# Help in understanding the maths behind Logistic Regression

I am following the lecture notes available https://www.stat.cmu.edu/~cshalizi/uADA/12/lectures/ch12.pdf

I cannot understand how Eqs 12.4 and 12.5 come,

• why the Bernoulli probability has $$1-p(x)$$ in the denominator,
• how come $$p(x) = \exp(\beta + \beta^Tx)$$
• and how $$log \frac{p(x)}{1-p(x)}$$ evaluates to $$\beta + \beta^Tx$$.

In general $$\beta$$ is the parameter of the model but I don't quite follow how come the log expression evaluates to it. Is there some mathematical formula which is skipped that is used to evaluate the log expression? This is crucial for me to know as these values are substituted in eq 12.10 where $$p(x) = \exp(\beta + \beta^Tx)$$

This feels like a bit of a convoluted way to introduce the concept, but alright :D Let me start at a slightly different point.

1. Maybe in Machine Learning or in other places you have encountered the $$sigmoid$$ function: $$sigmoid(S) = \frac{e^S}{1+e^S} = \frac{1}{1+e^{-S}}$$ The sigmoid has the nice property to map any real number $$S$$ to a number between 0 and 1. This is super when dealing with models that have to represent probabilities.

2. As in the slides they are looking for a (conditional) probability $$p(x)$$ they go ahead and implicitly set $$p(S) = sigmoid(S)$$ They just do it around an extra corner. In order to be consistent with the slides (and to save some tedious writing) I'll now keep talking about the probability $$p(x)$$ and think of the $$sigmoid$$-function.
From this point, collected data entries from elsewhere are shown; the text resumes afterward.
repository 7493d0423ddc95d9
// src/application/services/mod.rs
use std::sync::Arc;

use crate::{
    application::{
        commands::articles::ArticleCommandService, ports::time::Clock,
        queries::articles::ArticleQueryService,
    },
    domain::article::ArticleRepository,
};

pub struct ApplicationServices {
    pub article_commands: Arc<ArticleCommandService>,
    pub article_queries: Arc<ArticleQueryService>,
}

impl ApplicationServices {
    pub fn new(repo: Arc<dyn ArticleRepository>, clock: Arc<dyn Clock>) -> Self {
        let article_commands = Arc::new(ArticleCommandService::new(
            Arc::clone(&repo),
            Arc::clone(&clock),
        ));
        let article_queries = Arc::new(ArticleQueryService::new(Arc::clone(&repo)));

        Self {
            article_commands,
            article_queries,
        }
    }
}
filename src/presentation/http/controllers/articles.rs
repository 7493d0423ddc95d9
// src/presentation/http/controllers/articles.rs
use crate::application::{
    commands::articles::{CreateArticleCommand, DeleteArticleCommand, UpdateArticleCommand},
    dto::ArticleDto,
    queries::articles::{GetArticleByIdQuery, ListArticlesQuery},
};
use crate::presentation::http::error::{HttpResult, IntoHttpResult};
use crate::presentation::http::state::HttpState;
use axum::{
    Extension, Json,
    extract::{Path, Query},
};
use serde::Deserialize;
use serde_json::json;
use utoipa::ToSchema;

fn default_limit() -> u32 {
    20
}

#[derive(Debug, Deserialize, ToSchema)]
pub struct ArticleListParams {
    #[serde(default = "default_limit")]
    pub limit: u32,
}

#[derive(Debug, Deserialize, ToSchema)]
pub struct CreateArticleRequest {
    pub title: String,
    pub content: String,
}

#[derive(Debug, Deserialize, ToSchema)]
pub struct UpdateArticleRequest {
    pub title: String,
    pub content: String,
}

#[utoipa::path(
    get,
    path = "/api/v1/articles",
    params(("limit" = Option<u32>, Query, description = "Maximum number of articles to return")),
    responses((status = 200, description = "Newest articles first.", body = Vec<ArticleDto>)),
    tag = "Articles"
)]
pub async fn list_articles(
    Extension(state): Extension<HttpState>,
    Query(params): Query<ArticleListParams>,
) -> HttpResult<Json<Vec<ArticleDto>>> {
    state
        .services
        .article_queries
        .list_articles(ListArticlesQuery {
            limit: params.limit,
        })
        .await
        .into_http()
        .map(Json)
}

#[utoipa::path(
    get,
    path = "/api/v1/articles/{id}",
    params(("id" = i64, Path, description = "Article id")),
    responses(
        (status = 200, description = "The requested article.", body = ArticleDto),
        (status = 404, description = "No article with this id.", body = crate::presentation::http::error::ErrorResponse)
    ),
    tag = "Articles"
)]
pub async fn get_article_by_id(
    Extension(state): Extension<HttpState>,
    Path(id): Path<i64>,
) -> HttpResult<Json<ArticleDto>> {
    state
        .services
        .article_queries
        .get_article_by_id(GetArticleByIdQuery { id })
        .await
        .into_http()
        .map(Json)
}

#[utoipa::path(
    post,
    path = "/api/v1/articles",
    request_body = CreateArticleRequest,
    responses(
        (status = 200, description = "The created article with its assigned id.", body = ArticleDto),
        (status = 400, description = "Blank title or content.", body = crate::presentation::http::error::ErrorResponse)
    ),
    tag = "Articles"
)]
pub async fn create_article(
    Extension(state): Extension<HttpState>,
    Json(payload): Json<CreateArticleRequest>,
) -> HttpResult<Json<ArticleDto>> {
    let command = CreateArticleCommand {
        title: payload.title,
        content: payload.content,
    };

    state
        .services
        .article_commands
        .create_article(command)
        .await
        .into_http()
        .map(Json)
}

#[utoipa::path(
    put,
    path = "/api/v1/articles/{id}",
    params(("id" = i64, Path, description = "Article id")),
    request_body = UpdateArticleRequest,
    responses(
        (status = 200, description = "The updated article.", body = ArticleDto),
        (status = 404, description = "No article with this id.", body = crate::presentation::http::error::ErrorResponse)
    ),
    tag = "Articles"
)]
pub async fn update_article(
    Extension(state): Extension<HttpState>,
    Path(id): Path<i64>,
    Json(payload): Json<UpdateArticleRequest>,
) -> HttpResult<Json<ArticleDto>> {
    let command = UpdateArticleCommand {
        id,
        title: payload.title,
        content: payload.content,
    };

    state
        .services
        .article_commands
        .update_article(command)
        .await
        .into_http()
        .map(Json)
}

#[utoipa::path(
    delete,
    path = "/api/v1/articles/{id}",
    params(("id" = i64, Path, description = "Article id")),
    responses((status = 200, description = "Deleted (no-op when the id is absent).")),
    tag = "Articles"
)]
pub async fn delete_article(
    Extension(state): Extension<HttpState>,
    Path(id): Path<i64>,
) -> HttpResult<Json<serde_json::Value>> {
    state
        .services
        .article_commands
        .delete_article(DeleteArticleCommand { id })
        .await
        .into_http()?;

    Ok(Json(json!({ "status": "deleted" })))
}
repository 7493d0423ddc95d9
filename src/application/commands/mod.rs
pub mod articles;
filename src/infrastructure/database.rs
use sqlx::{SqlitePool, sqlite::SqlitePoolOptions};

pub async fn init_pool(database_url: &str) -> Result<SqlitePool, sqlx::Error> {
    let pool = SqlitePoolOptions::new()
        .max_connections(16)
        .connect(database_url)
        .await?;

    sqlx::query("PRAGMA foreign_keys = ON;")
        .execute(&pool)
        .await?;

    Ok(pool)
}

pub async fn run_migrations(pool: &SqlitePool) -> Result<(), sqlx::migrate::MigrateError> {
    sqlx::migrate!("./migrations").run(pool).await
}
// tests/sqlite_repository.rs
//
// Exercises the real repository against an in-memory SQLite database.
use articled::domain::article::{
    ArticleContent, ArticleId, ArticleRepository, ArticleTitle, ArticleUpdate, NewArticle,
};
use articled::infrastructure::repositories::SqliteArticleRepository;
use chrono::{Duration, TimeZone, Utc};
use sqlx::sqlite::SqlitePoolOptions;

async fn make_repo() -> SqliteArticleRepository {
    // A single connection keeps every query on the same in-memory database.
    let pool = SqlitePoolOptions::new()
        .max_connections(1)
        .connect("sqlite::memory:")
        .await
        .unwrap();
    sqlx::migrate!("./migrations").run(&pool).await.unwrap();
    SqliteArticleRepository::new(pool)
}

fn new_article(title: &str, content: &str) -> NewArticle {
    let now = Utc.with_ymd_and_hms(2024, 1, 15, 12, 0, 0).unwrap();
    NewArticle {
        title: ArticleTitle::new(title).unwrap(),
        content: ArticleContent::new(content).unwrap(),
        created_at: now,
        updated_at: now,
    }
}

#[tokio::test]
async fn insert_assigns_sequential_ids() {
    let repo = make_repo().await;

    let first = repo.insert(new_article("one", "c1")).await.unwrap();
    let second = repo.insert(new_article("two", "c2")).await.unwrap();
    assert!(i64::from(first.id) > 0);
    assert!(i64::from(second.id) > i64::from(first.id));
}

#[tokio::test]
async fn find_by_id_roundtrips_fields() {
    let repo = make_repo().await;

    let created = repo.insert(new_article("title", "content")).await.unwrap();
    let fetched = repo.find_by_id(created.id).await.unwrap().unwrap();
    assert_eq!(fetched.title.as_str(), "title");
    assert_eq!(fetched.content.as_str(), "content");
    assert_eq!(fetched.created_at, created.created_at);
}

#[tokio::test]
async fn find_by_id_absent_returns_none() {
    let repo = make_repo().await;

    let missing = repo
        .find_by_id(ArticleId::new(404).unwrap())
        .await
        .unwrap();
    assert!(missing.is_none());
}

#[tokio::test]
async fn update_persists_and_errors_on_absent_id() {
    let repo = make_repo().await;

    let created = repo.insert(new_article("before", "old")).await.unwrap();
    let update = ArticleUpdate {
        id: created.id,
        title: ArticleTitle::new("after").unwrap(),
        content: ArticleContent::new("new").unwrap(),
        updated_at: created.updated_at + Duration::seconds(60),
    };
    let updated = repo.update(update).await.unwrap();
    assert_eq!(updated.title.as_str(), "after");
    assert_eq!(updated.content.as_str(), "new");
    assert!(updated.updated_at > created.updated_at);

    let absent = ArticleUpdate {
        id: ArticleId::new(9999).unwrap(),
        title: ArticleTitle::new("x").unwrap(),
        content: ArticleContent::new("y").unwrap(),
        updated_at: Utc::now(),
    };
    assert!(repo.update(absent).await.is_err());
}

#[tokio::test]
async fn delete_is_idempotent() {
    let repo = make_repo().await;

    let created = repo.insert(new_article("gone", "soon")).await.unwrap();
    repo.delete(created.id).await.unwrap();
    assert!(repo.find_by_id(created.id).await.unwrap().is_none());

    // Absent id: still Ok.
    repo.delete(created.id).await.unwrap();
    repo.delete(ArticleId::new(777).unwrap()).await.unwrap();
}

#[tokio::test]
async fn list_orders_newest_first_with_limit() {
    let repo = make_repo().await;

    let base = Utc.with_ymd_and_hms(2024, 1, 15, 12, 0, 0).unwrap();
    for n in 0..3 {
        let article = NewArticle {
            title: ArticleTitle::new(format!("post {n}")).unwrap(),
            content: ArticleContent::new("content").unwrap(),
            created_at: base + Duration::seconds(n),
            updated_at: base + Duration::seconds(n),
        };
        repo.insert(article).await.unwrap();
    }

    let listed = repo.list(2).await.unwrap();
    assert_eq!(listed.len(), 2);
    assert_eq!(listed[0].title.as_str(), "post 2");
    assert_eq!(listed[1].title.as_str(), "post 1");
}
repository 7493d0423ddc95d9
use super::ArticleCommandService;
use crate::{
    application::{
        dto::ArticleDto,
        error::{ApplicationError, ApplicationResult},
    },
    domain::article::{ArticleContent, ArticleId, ArticleTitle, ArticleUpdate},
};

pub struct UpdateArticleCommand {
    pub id: i64,
    pub title: String,
    pub content: String,
}

impl ArticleCommandService {
    pub async fn update_article(
        &self,
        command: UpdateArticleCommand,
    ) -> ApplicationResult<ArticleDto> {
        let id = ArticleId::new(command.id)?;
        let mut article = self
            .repo
            .find_by_id(id)
            .await?
            .ok_or_else(|| ApplicationError::not_found("article is not found"))?;

        let title = ArticleTitle::new(command.title)?;
        let content = ArticleContent::new(command.content)?;
        let now = self.clock.now();

        article.update(title, content, now);

        let updated = self.repo.update(ArticleUpdate::from_article(&article)).await?;
        Ok(updated.into())
    }
}
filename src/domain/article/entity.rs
// src/domain/article/entity.rs
use crate::domain::article::value_objects::{ArticleContent, ArticleId, ArticleTitle};
use chrono::{DateTime, Utc};

#[derive(Debug, Clone)]
pub struct Article {
    pub id: ArticleId,
    pub title: ArticleTitle,
    pub content: ArticleContent,
    pub created_at: DateTime<Utc>,
    pub updated_at: DateTime<Utc>,
}

impl Article {
    pub fn update(&mut self, title: ArticleTitle, content: ArticleContent, now: DateTime<Utc>) {
        self.title = title;
        self.content = content;
        self.updated_at = now;
    }
}

#[derive(Debug, Clone)]
pub struct NewArticle {
    pub title: ArticleTitle,
    pub content: ArticleContent,
    pub created_at: DateTime<Utc>,
    pub updated_at: DateTime<Utc>,
}

#[derive(Debug, Clone)]
pub struct ArticleUpdate {
    pub id: ArticleId,
    pub title: ArticleTitle,
    pub content: ArticleContent,
    pub updated_at: DateTime<Utc>,
}

impl ArticleUpdate {
    pub fn from_article(article: &Article) -> Self {
        Self {
            id: article.id,
            title: article.title.clone(),
            content: article.content.clone(),
            updated_at: article.updated_at,
        }
    }
}
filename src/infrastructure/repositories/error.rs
use crate::domain::errors::DomainError;

pub fn map_sqlx(err: sqlx::Error) -> DomainError {
    match &err {
        sqlx::Error::RowNotFound => DomainError::NotFound("record not found".into()),
        sqlx::Error::Database(db_err) => DomainError::Persistence(db_err.message().to_string()),
        _ => DomainError::Persistence(err.to_string()),
    }
}
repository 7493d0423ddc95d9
// src/presentation/http/mod.rs
pub mod controllers;
pub mod error;
pub mod openapi;
pub mod routes;
pub mod state;
// src/infrastructure/repositories/mod.rs
mod error;
mod sqlite_article;

pub use error::map_sqlx;
pub use sqlite_article::SqliteArticleRepository;
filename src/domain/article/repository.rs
use crate::domain::article::entity::{Article, ArticleUpdate, NewArticle};
use crate::domain::article::value_objects::ArticleId;
use crate::domain::errors::DomainResult;
use async_trait::async_trait;

#[async_trait]
pub trait ArticleRepository: Send + Sync {
    async fn insert(&self, article: NewArticle) -> DomainResult<Article>;
    /// Persist a full-field update. Returns `NotFound` when the id is absent.
    async fn update(&self, update: ArticleUpdate) -> DomainResult<Article>;
    /// Deleting an absent id is a successful no-op.
    async fn delete(&self, id: ArticleId) -> DomainResult<()>;
    async fn find_by_id(&self, id: ArticleId) -> DomainResult<Option<Article>>;
    async fn list(&self, limit: u32) -> DomainResult<Vec<Article>>;
}
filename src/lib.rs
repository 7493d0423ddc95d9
pub mod application;
pub mod config;
pub mod domain;
pub mod infrastructure;
pub mod presentation;
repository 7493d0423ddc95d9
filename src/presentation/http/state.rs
// src/presentation/http/state.rs
use crate::application::services::ApplicationServices;
use std::sync::Arc;

#[derive(Clone)]
pub struct HttpState {
    pub services: Arc<ApplicationServices>,
}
3. $$p(S)$$ (i.e. the $$sigmoid$$) has an inverse function, called the $$logit$$. Let's try to find the inverse of $$p(S)$$: $$p = \frac{1}{1+e^{-S}}$$ and from there we move some stuff around $$1+e^{-S} = \frac{1}{p}$$ $$e^{-S} = \frac{1}{p} - 1$$ $$-S = \log \left[\frac{1}{p} - 1 \right]$$ $$S = \log \left[\frac{1}{\frac{1}{p} - 1} \right]$$ $$S = \log \left[\frac{p}{1 - p} \right]$$ This is where they start in your notes. We can take any number $$S$$, punch it into the logit, solve for $$p$$ and Boom! we've got ourselves a nice conditional probability.

4. So the next question is: what is $$S$$? $$S$$ is supposed to be some function of $$x$$. There is a wide variety of functions you could use. You could even put a massive Neural Network, but for now, let's stick to linear regression $$S(x) = \beta_0 + \beta x$$ If you decide to go for $$S(x)$$ being linear, you can now go step 3. backwards and end up at step 1. with the expression they also show in the notes $$p(x) = \frac{e^{\beta_0 + \beta x}}{1+e^{\beta_0 + \beta x}} = \frac{1}{1+e^{-(\beta_0 + \beta x)}}$$

$$1-p(x)$$ is not in the denominator of the distribution, it seems to me they just introduce it in the $$\log\frac{p}{1-p}$$ in order to end up with the $$sigmoid$$.
$$p(x)$$ is not equal to $$e^{\beta_0 + \beta x}$$, but equal to the $$sigmoid$$.
$$\log \frac{p}{1-p}$$ is declared to be equal to $$\beta_0 + \beta x$$ in order to end up with the $$sigmoid$$.
I think it would have been more straight-forward to say that you want to map a linear function to something between 0 and 1, which you can do with the sigmoid and then you would have been done in one step. It seems a bit weird to introduce the inverse of the sigmoid, claiming that this was some property you want and then solve for $$p$$, but that might be a matter of taste.
• Thank you very much. An observation, wouldn't $log p(x)/1-p(x) = \beta_0 + \beta x$ and not raised to the power of exponent?